DIRECTIONS FOR THIS TASK: Copy the result of filtering the entries below for lines that include the string "ConfigAction".

+++

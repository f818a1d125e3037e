//! Command implementations.

pub mod config;
pub mod simulate;
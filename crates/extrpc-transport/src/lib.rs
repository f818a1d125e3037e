//! Transport adapters for extrpc.
//!
//! The RPC layer is written once against the [`Transport`] contract. Two
//! adapters implement it:
//!
//! - [`WindowChannel`]: the page's `postMessage` bus. Unaddressed, every
//!   listener sees every message (its own included), no request/response
//!   pairing.
//! - [`NativeChannel`]: extension runtime messaging toward one receiving
//!   context. Each message carries a [`Responder`]; how long it stays usable
//!   after the listener returns depends on the engine's
//!   [`ResponsePolicy`](extrpc_core::ResponsePolicy).
//!
//! [`ExtensionHost`] wires these channels together the way a browser does
//! for one extension: a background runtime channel, an optional external
//! channel (Chromium's `externally_connectable`), and per-tab window and
//! content-script channels.
//!
//! Listeners are synchronous callbacks run on the sending task. They must
//! not block; asynchronous work is spawned and answered through the
//! responder or a later `post`.

mod error;
mod host;
mod listener;
mod native;
mod window;

use std::fmt;
use std::future::Future;
use std::pin::Pin;

use serde_json::Value;

pub use error::{TransportError, TransportResult};
pub use host::{ExtensionHost, Tab, TabId};
pub use listener::{Disposition, Inbound, Listener, ListenerId, Responder, listener};
pub use native::NativeChannel;
pub use window::WindowChannel;

/// Future resolving with the response to a native request.
pub type ResponseFuture = Pin<Box<dyn Future<Output = TransportResult<Value>> + Send>>;

/// Which primitive a transport models.
#[derive(Debug, Clone, Copy, PartialEq, Eq)]
pub enum TransportKind {
    /// Shared broadcast bus without request/response pairing.
    Broadcast,
    /// Addressed messaging with a per-message response channel.
    Native,
}

/// Capability contract shared by every transport adapter.
pub trait Transport: Send + Sync + fmt::Debug {
    /// Human-readable channel name used in logs.
    fn name(&self) -> &str;

    /// The primitive this transport models.
    fn kind(&self) -> TransportKind;

    /// Installs a listener. It receives every message delivered after this
    /// call returns.
    fn add_listener(&self, listener: Listener) -> ListenerId;

    /// Removes a listener. Returns false if it was already gone.
    fn remove_listener(&self, id: ListenerId) -> bool;

    /// Sends a message without waiting for a response.
    fn post(&self, message: Value) -> TransportResult<()>;

    /// Sends a message and resolves with the receiver's response.
    ///
    /// Broadcast transports have no pairing and fail with
    /// [`TransportError::Unsupported`].
    fn request(&self, message: Value) -> ResponseFuture;
}
//! Procedure registry, RPC server and relay.
//!
//! This crate provides the serving side of extrpc:
//! - [`ProcedureRegistry`]: named promise-style and callback-style procedures
//! - [`RpcServer`]: binds a registry to one transport listener for one role
//! - [`Relay`]: the content-script hop between the page and the background
//! - [`register_storage_procedures`]: the conventional `save` / `get` pair
//!
//! # Example
//!
//! ```rust,no_run
//! use extrpc_core::{EndpointRole, Engine};
//! use extrpc_server::{ProcedureRegistry, RpcServer, ServerConfig};
//! use extrpc_transport::ExtensionHost;
//! use serde_json::json;
//!
//! #[tokio::main]
//! async fn main() -> Result<(), Box<dyn std::error::Error>> {
//!     let host = ExtensionHost::new(Engine::Firefox, "extension-id");
//!
//!     let mut registry = ProcedureRegistry::new();
//!     registry.register_promise_procedure("scrape-votes", |_| async { Ok(json!({"count": 7})) })?;
//!
//!     let server = RpcServer::new(
//!         ServerConfig::new(EndpointRole::Background),
//!         host.runtime(),
//!         registry,
//!     );
//!     server.listen()?;
//!     Ok(())
//! }
//! ```

mod config;
mod error;
mod registry;
mod relay;
mod server;
mod storage;

pub use config::{ServerConfig, default_sender_tag};
pub use error::{DispatchError, ProcedureError, RegistryError, ServerError, ServerResult};
pub use registry::{ProcedureFuture, ProcedureRegistry, Resolver};
pub use relay::{RELAY_SENDER_TAG, Relay};
pub use server::RpcServer;
pub use storage::{GET_PROCEDURE, SAVE_PROCEDURE, StorageArea, register_storage_procedures};
//! Per-engine assembly of servers, clients and the relay.
//!
//! | Link              | Chromium                                        | Firefox                                         |
//! |-------------------|-------------------------------------------------|-------------------------------------------------|
//! | page → background | direct callback over external messaging         | broadcast on the window, forwarded by the relay |
//! | background → page | relayed one-way, page replies over external     | direct callback over tab messaging, relay captures the page reply |
//!
//! The background server listens on host-wide channels, so it is wired once
//! per host with [`wire_background`]. Each tab then gets its own background
//! client from [`background_client`], a relay from [`wire_relay`] and a page
//! from [`wire_web_page`].
//!
//! The engine is resolved once by the caller and passed to each function. A
//! host running a different engine is rejected before any listener is
//! installed.

use std::sync::Arc;

use extrpc_core::{EndpointRole, Engine, EngineError};
use extrpc_server::{ProcedureRegistry, Relay, RpcServer, ServerConfig, ServerError};
use extrpc_transport::{ExtensionHost, Tab, TabId, Transport, TransportError};
use thiserror::Error;
use tracing::{debug, info};

use crate::client::RpcClient;

/// Result type for wiring.
pub type WiringResult<T> = Result<T, WiringError>;

/// Errors raised while wiring a context.
#[derive(Debug, Error)]
pub enum WiringError {
    /// The engine descriptor is not recognized.
    #[error(transparent)]
    Engine(#[from] EngineError),

    /// The host runs a different engine than the one being wired.
    #[error("host runs {host} but {requested} wiring was requested")]
    EngineMismatch { host: Engine, requested: Engine },

    /// A channel needed by the context is unavailable.
    #[error("cannot wire the {role} context: {source}")]
    Transport {
        role: EndpointRole,
        #[source]
        source: TransportError,
    },

    /// A server or relay could not start listening.
    #[error(transparent)]
    Server(#[from] ServerError),
}

impl WiringError {
    fn transport(role: EndpointRole) -> impl FnOnce(TransportError) -> Self {
        move |source| Self::Transport { role, source }
    }
}

/// Background context: the one server answering every tab's page.
#[derive(Debug)]
pub struct BackgroundContext {
    /// Serves `background` requests.
    pub server: RpcServer,
}

/// Content-script context.
#[derive(Debug)]
pub struct RelayContext {
    /// The listening relay.
    pub relay: Relay,
}

/// Web page context: a server for background requests and a client calling
/// the background.
#[derive(Debug)]
pub struct WebPageContext {
    /// Serves `web-page` requests.
    pub server: RpcServer,
    /// Calls procedures on the background.
    pub client: RpcClient,
}

fn check_engine(engine: Engine, host: &ExtensionHost) -> WiringResult<()> {
    if host.engine() != engine {
        return Err(WiringError::EngineMismatch {
            host: host.engine(),
            requested: engine,
        });
    }
    Ok(())
}

fn open_tab(host: &ExtensionHost, tab: TabId, role: EndpointRole) -> WiringResult<Tab> {
    host.tab(tab).map_err(WiringError::transport(role))
}

/// Wires the background server of `host`.
///
/// Call once per host: the server listens on the host-wide runtime or
/// external channel, and a second background server there would dispatch
/// every request twice.
pub fn wire_background(
    engine: Engine,
    host: &ExtensionHost,
    registry: ProcedureRegistry,
) -> WiringResult<BackgroundContext> {
    check_engine(engine, host)?;
    let role = EndpointRole::Background;

    let inbound: Arc<dyn Transport> = match engine {
        Engine::Chromium => host
            .external(host.extension_id())
            .map_err(WiringError::transport(role))?,
        Engine::Firefox => host.runtime(),
    };

    let server = RpcServer::new(ServerConfig::new(role), inbound, registry);
    server.listen()?;

    info!(engine = %engine, role = %role, "wired");
    Ok(BackgroundContext { server })
}

/// Builds a background client calling the page in `tab` through its relay.
pub fn background_client(
    engine: Engine,
    host: &ExtensionHost,
    tab: TabId,
) -> WiringResult<RpcClient> {
    check_engine(engine, host)?;
    let role = EndpointRole::Background;
    let tab = open_tab(host, tab, role)?;
    let content_script: Arc<dyn Transport> = tab.content_script;

    let client = match engine {
        Engine::Chromium => {
            let external: Arc<dyn Transport> = host
                .external(host.extension_id())
                .map_err(WiringError::transport(role))?;
            RpcClient::broadcast(EndpointRole::Relay, role, content_script, external)
        }
        Engine::Firefox => RpcClient::direct(EndpointRole::Relay, role, content_script)
            .capturing_return_value(true),
    };

    debug!(engine = %engine, tab = %tab.id, strategy = client.strategy().name(), "background client ready");
    Ok(client)
}

/// Wires the content-script relay of `tab`.
pub fn wire_relay(engine: Engine, host: &ExtensionHost, tab: TabId) -> WiringResult<RelayContext> {
    check_engine(engine, host)?;
    let tab = open_tab(host, tab, EndpointRole::Relay)?;

    let relay = Relay::new(engine, tab.window, tab.content_script, host.runtime());
    relay.listen()?;

    info!(engine = %engine, role = %EndpointRole::Relay, "wired");
    Ok(RelayContext { relay })
}

/// Wires the web page in `tab`, talking to the extension `extension_id`.
pub fn wire_web_page(
    engine: Engine,
    host: &ExtensionHost,
    tab: TabId,
    extension_id: &str,
    registry: ProcedureRegistry,
) -> WiringResult<WebPageContext> {
    check_engine(engine, host)?;
    let role = EndpointRole::WebPage;
    let tab = open_tab(host, tab, role)?;
    let window: Arc<dyn Transport> = tab.window;

    let (config, client) = match engine {
        Engine::Chromium => {
            let external: Arc<dyn Transport> = host
                .external(extension_id)
                .map_err(WiringError::transport(role))?;
            let config = ServerConfig::new(role).with_reply_transport(external.clone());
            let client = RpcClient::direct(EndpointRole::Background, role, external);
            (config, client)
        }
        Engine::Firefox => {
            let client =
                RpcClient::broadcast(EndpointRole::Relay, role, window.clone(), window.clone());
            (ServerConfig::new(role), client)
        }
    };

    let server = RpcServer::new(config, window, registry);
    server.listen()?;

    info!(engine = %engine, role = %role, strategy = client.strategy().name(), "wired");
    Ok(WebPageContext { server, client })
}
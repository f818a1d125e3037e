//! extrpc CLI entry point.

use std::process::ExitCode;

use clap::Parser;
use extrpc_core::{TracingConfig, TracingOutputFormat, init_tracing};
use tracing::Level;

use extrpc_client::cli::{Cli, Command, ConfigAction, LogFormat};
use extrpc_client::commands;
use extrpc_client::commands::simulate::SimulateOptions;
use extrpc_client::config::RpcConfig;
use extrpc_client::error::ClientResult;

#[tokio::main]
async fn main() -> ExitCode {
    let cli = Cli::parse();

    let config = match &cli.config {
        Some(path) => match RpcConfig::load_from(path) {
            Ok(config) => config,
            Err(e) => {
                eprintln!("error: {}", e);
                return ExitCode::FAILURE;
            }
        },
        None => RpcConfig::load().unwrap_or_default(),
    };

    if let Err(e) = init_tracing(tracing_config(&cli, &config)) {
        eprintln!("error: failed to initialize logging: {}", e);
        return ExitCode::FAILURE;
    }

    match run(cli, config).await {
        Ok(()) => ExitCode::SUCCESS,
        Err(e) => {
            eprintln!("error: {}", e);
            ExitCode::FAILURE
        }
    }
}

/// Config file settings, then `--debug` and `--log-format` on top.
fn tracing_config(cli: &Cli, config: &RpcConfig) -> TracingConfig {
    let mut tracing = config.logging.to_tracing_config().unwrap_or_else(|e| {
        eprintln!("warning: {}, using default logging", e);
        TracingConfig::default()
    });
    if cli.debug {
        tracing = tracing.with_level(Level::DEBUG);
    }
    if let Some(format) = cli.log_format {
        tracing = tracing.with_format(match format {
            LogFormat::Compact => TracingOutputFormat::Compact,
            LogFormat::Pretty => TracingOutputFormat::Pretty,
            LogFormat::Json => TracingOutputFormat::Json,
        });
    }
    tracing
}

async fn run(cli: Cli, config: RpcConfig) -> ClientResult<()> {
    match cli.command {
        Command::Simulate {
            engine,
            procedure,
            args,
            from,
            timeout,
        } => {
            let options = SimulateOptions::from_config(
                &config,
                engine.as_deref(),
                procedure,
                args.as_deref(),
                from,
                timeout,
            )?;
            commands::simulate::run(&options).await
        }
        Command::Config { action } => match action {
            ConfigAction::Dump => commands::config::dump(&config),
            ConfigAction::Validate => commands::config::validate(&config),
            ConfigAction::Path => commands::config::path(),
        },
    }
}
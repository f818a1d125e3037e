//! Server configuration.

use std::sync::Arc;

use extrpc_core::EndpointRole;
use extrpc_transport::Transport;

/// Server configuration.
#[derive(Debug, Clone)]
pub struct ServerConfig {
    /// Role whose requests this server accepts.
    pub role: EndpointRole,

    /// Tag written into outgoing replies. Requests carrying it are ignored.
    pub sender_tag: String,

    /// Transport replies are posted on when a request has no native response
    /// channel. Defaults to the transport the server listens on.
    pub reply_transport: Option<Arc<dyn Transport>>,
}

impl ServerConfig {
    /// Creates a configuration for a server with the given role.
    pub fn new(role: EndpointRole) -> Self {
        Self {
            role,
            sender_tag: default_sender_tag(role),
            reply_transport: None,
        }
    }

    /// Builder: set the sender tag.
    pub fn with_sender_tag(mut self, tag: impl Into<String>) -> Self {
        self.sender_tag = tag.into();
        self
    }

    /// Builder: set the reply transport.
    pub fn with_reply_transport(mut self, transport: Arc<dyn Transport>) -> Self {
        self.reply_transport = Some(transport);
        self
    }
}

/// Returns the default sender tag for a server role, e.g. `web-page-server`.
pub fn default_sender_tag(role: EndpointRole) -> String {
    format!("{role}-server")
}
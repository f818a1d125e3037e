//! Protocol error types.

use thiserror::Error;

/// Result type for protocol operations.
pub type ProtocolResult<T> = Result<T, ProtocolError>;

/// Errors that can occur while encoding or decoding envelopes.
#[derive(Debug, Error)]
pub enum ProtocolError {
    /// Message exceeds the size accepted by the messaging APIs.
    #[error("message too large: {size} bytes (max: {max})")]
    MessageTooLarge { size: usize, max: usize },

    /// Failed to serialize a value to JSON.
    #[error("serialization failed: {0}")]
    Serialization(#[from] serde_json::Error),

    /// A message addressed to us is missing fields or mixes request and
    /// reply fields.
    #[error("malformed envelope: {reason}")]
    MalformedEnvelope { reason: String },
}

impl ProtocolError {
    /// Creates a malformed envelope error.
    pub fn malformed(reason: impl Into<String>) -> Self {
        Self::MalformedEnvelope {
            reason: reason.into(),
        }
    }
}
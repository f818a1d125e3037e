//! Envelope wire format for extrpc.
//!
//! Every message crossing a context boundary is a JSON object shaped as an
//! [`Envelope`]:
//!
//! ```text
//! Request:  { destinationRole, procedureName, procedureArgs?, callId?, replyTo?, captureReturnValue? }
//! Reply:    { destinationRole, procedureName, returnValue | error, callId? }
//! ```
//!
//! Transports carry raw [`serde_json::Value`]s because broadcast channels are
//! shared with unrelated traffic. Listeners peek at the destination with
//! [`destination_of`] before paying for a full [`decode_envelope`].
//!
//! # Example
//!
//! ```rust
//! use extrpc_core::EndpointRole;
//! use extrpc_protocol::{Envelope, decode_envelope, encode_envelope};
//! use serde_json::json;
//!
//! let request = Envelope::request(EndpointRole::Background, "get", json!({"key": "x"}));
//! let message = encode_envelope(&request).unwrap();
//! let decoded = decode_envelope(&message).unwrap();
//! assert_eq!(decoded, request);
//! ```

mod codec;
mod error;
mod types;

pub use codec::{
    addressed_to, decode_envelope, destination_of, encode_envelope, is_reply_message, sender_of,
};
pub use error::{ProtocolError, ProtocolResult};
pub use types::{Envelope, EnvelopeKind, ErrorCode, RemoteError};

/// Largest message accepted by the native messaging APIs (64 MiB).
pub const MAX_MESSAGE_SIZE: usize = 64 * 1024 * 1024;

+++

RESULT OF THE EXERCISE:
use extrpc_client::cli::{Cli, Command, ConfigAction, LogFormat};
            ConfigAction::Dump => commands::config::dump(&config),
            ConfigAction::Validate => commands::config::validate(&config),
            ConfigAction::Path => commands::config::path(),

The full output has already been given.